◆ **EXCERPTED RECORDS**:
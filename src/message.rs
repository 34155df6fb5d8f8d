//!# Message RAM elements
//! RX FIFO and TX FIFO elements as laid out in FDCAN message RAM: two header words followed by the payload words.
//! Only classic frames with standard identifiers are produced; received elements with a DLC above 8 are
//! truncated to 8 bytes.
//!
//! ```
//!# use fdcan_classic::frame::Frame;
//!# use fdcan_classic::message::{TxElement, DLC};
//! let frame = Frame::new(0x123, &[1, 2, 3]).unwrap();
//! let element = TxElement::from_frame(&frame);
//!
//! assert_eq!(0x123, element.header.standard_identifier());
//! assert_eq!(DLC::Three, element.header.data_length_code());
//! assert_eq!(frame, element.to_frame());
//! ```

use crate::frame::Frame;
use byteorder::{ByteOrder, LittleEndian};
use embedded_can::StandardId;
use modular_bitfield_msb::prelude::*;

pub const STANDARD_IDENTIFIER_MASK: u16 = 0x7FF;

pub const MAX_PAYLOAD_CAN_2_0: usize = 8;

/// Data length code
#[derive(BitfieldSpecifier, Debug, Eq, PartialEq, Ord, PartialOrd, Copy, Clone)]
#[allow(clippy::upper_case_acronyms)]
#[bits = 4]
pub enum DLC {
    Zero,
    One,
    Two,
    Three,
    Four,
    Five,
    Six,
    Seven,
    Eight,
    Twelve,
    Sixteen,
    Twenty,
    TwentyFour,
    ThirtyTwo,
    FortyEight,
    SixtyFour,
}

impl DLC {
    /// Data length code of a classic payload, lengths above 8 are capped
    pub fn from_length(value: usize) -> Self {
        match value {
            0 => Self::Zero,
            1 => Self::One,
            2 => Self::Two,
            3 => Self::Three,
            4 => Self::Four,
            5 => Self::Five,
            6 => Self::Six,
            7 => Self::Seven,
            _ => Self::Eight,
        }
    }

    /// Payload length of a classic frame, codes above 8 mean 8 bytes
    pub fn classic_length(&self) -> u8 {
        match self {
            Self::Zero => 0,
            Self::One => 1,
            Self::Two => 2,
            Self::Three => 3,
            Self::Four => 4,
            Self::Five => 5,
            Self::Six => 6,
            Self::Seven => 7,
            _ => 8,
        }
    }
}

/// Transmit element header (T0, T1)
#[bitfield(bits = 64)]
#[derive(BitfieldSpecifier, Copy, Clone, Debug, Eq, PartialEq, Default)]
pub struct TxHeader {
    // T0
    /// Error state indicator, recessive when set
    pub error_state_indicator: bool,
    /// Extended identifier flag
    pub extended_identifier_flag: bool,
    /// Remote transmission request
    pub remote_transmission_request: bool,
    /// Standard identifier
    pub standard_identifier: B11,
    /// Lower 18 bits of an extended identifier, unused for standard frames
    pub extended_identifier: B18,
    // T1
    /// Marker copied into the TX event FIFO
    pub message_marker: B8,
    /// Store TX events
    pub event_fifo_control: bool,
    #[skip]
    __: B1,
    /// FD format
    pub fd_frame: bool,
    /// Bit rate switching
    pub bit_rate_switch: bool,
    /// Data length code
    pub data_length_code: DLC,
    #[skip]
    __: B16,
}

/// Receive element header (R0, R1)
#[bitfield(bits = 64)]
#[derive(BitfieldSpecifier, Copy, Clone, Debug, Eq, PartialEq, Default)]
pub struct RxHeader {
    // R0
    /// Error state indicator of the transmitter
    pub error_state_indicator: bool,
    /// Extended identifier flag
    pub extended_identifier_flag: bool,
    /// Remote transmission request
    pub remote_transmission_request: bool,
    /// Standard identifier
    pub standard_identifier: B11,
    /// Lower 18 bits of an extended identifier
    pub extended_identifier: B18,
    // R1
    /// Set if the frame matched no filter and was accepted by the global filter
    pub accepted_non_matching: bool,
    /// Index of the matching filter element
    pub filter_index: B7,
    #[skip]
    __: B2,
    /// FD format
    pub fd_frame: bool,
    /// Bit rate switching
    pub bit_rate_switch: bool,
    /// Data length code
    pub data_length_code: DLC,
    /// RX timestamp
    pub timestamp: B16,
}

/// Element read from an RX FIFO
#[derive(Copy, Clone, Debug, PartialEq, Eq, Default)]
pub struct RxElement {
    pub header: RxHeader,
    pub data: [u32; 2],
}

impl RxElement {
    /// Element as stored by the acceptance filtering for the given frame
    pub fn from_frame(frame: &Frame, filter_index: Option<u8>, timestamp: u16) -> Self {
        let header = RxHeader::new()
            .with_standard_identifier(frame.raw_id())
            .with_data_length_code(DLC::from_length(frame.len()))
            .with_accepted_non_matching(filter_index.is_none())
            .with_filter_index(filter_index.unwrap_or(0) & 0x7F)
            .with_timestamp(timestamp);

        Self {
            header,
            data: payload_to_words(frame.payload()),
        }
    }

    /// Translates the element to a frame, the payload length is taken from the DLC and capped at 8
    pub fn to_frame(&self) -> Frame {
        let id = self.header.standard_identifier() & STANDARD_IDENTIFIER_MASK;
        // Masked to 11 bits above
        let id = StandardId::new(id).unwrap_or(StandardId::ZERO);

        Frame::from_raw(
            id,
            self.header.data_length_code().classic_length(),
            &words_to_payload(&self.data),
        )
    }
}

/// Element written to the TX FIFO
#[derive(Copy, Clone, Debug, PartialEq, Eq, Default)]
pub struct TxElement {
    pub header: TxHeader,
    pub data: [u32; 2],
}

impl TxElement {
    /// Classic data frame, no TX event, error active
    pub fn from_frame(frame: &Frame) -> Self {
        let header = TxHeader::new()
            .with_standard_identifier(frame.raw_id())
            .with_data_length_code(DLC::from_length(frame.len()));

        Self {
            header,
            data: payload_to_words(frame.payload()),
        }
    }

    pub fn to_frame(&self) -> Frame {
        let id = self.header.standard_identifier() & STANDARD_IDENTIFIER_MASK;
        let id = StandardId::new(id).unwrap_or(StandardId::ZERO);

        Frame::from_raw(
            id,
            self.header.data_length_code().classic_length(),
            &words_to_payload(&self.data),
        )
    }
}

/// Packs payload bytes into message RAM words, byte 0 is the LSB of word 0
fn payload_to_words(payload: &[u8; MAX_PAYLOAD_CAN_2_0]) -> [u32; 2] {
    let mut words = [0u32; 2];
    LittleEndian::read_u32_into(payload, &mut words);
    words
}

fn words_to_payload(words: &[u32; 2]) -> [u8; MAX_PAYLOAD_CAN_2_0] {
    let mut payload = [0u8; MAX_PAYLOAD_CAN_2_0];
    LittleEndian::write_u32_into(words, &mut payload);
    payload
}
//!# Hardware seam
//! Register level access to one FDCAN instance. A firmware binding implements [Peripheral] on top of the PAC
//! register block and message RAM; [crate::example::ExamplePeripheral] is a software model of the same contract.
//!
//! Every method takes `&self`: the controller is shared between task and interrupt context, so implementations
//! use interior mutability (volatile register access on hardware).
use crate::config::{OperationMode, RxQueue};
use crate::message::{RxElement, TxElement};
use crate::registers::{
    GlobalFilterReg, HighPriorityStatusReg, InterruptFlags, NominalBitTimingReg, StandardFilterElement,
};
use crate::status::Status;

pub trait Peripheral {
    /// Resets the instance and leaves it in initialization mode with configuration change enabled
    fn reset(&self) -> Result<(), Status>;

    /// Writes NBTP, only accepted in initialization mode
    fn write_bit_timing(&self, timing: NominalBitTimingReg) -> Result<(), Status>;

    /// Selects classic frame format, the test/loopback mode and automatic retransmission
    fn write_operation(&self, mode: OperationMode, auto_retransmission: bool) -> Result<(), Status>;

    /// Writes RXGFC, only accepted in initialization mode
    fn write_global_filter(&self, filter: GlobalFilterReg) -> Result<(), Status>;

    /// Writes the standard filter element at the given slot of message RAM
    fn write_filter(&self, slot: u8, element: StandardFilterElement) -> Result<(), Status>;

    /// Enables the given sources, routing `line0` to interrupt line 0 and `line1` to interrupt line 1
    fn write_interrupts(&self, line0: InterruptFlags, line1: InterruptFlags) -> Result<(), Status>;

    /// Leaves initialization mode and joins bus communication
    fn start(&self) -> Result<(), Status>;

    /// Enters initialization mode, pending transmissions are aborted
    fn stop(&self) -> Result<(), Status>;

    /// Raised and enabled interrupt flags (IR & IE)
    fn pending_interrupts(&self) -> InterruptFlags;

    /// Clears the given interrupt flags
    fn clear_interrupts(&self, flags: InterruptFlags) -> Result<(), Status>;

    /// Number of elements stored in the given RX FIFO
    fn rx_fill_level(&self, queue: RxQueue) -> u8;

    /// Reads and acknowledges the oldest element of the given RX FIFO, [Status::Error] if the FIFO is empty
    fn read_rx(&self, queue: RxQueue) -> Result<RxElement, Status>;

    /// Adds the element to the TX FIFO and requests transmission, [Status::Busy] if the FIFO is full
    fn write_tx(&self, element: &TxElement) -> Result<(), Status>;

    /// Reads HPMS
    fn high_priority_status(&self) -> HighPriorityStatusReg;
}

◆ **WHAT THE TASK REQUIRES**: Please report, as a bare number, how many lines of the data contain the word "Three".

◆ **OUTPUT**: 4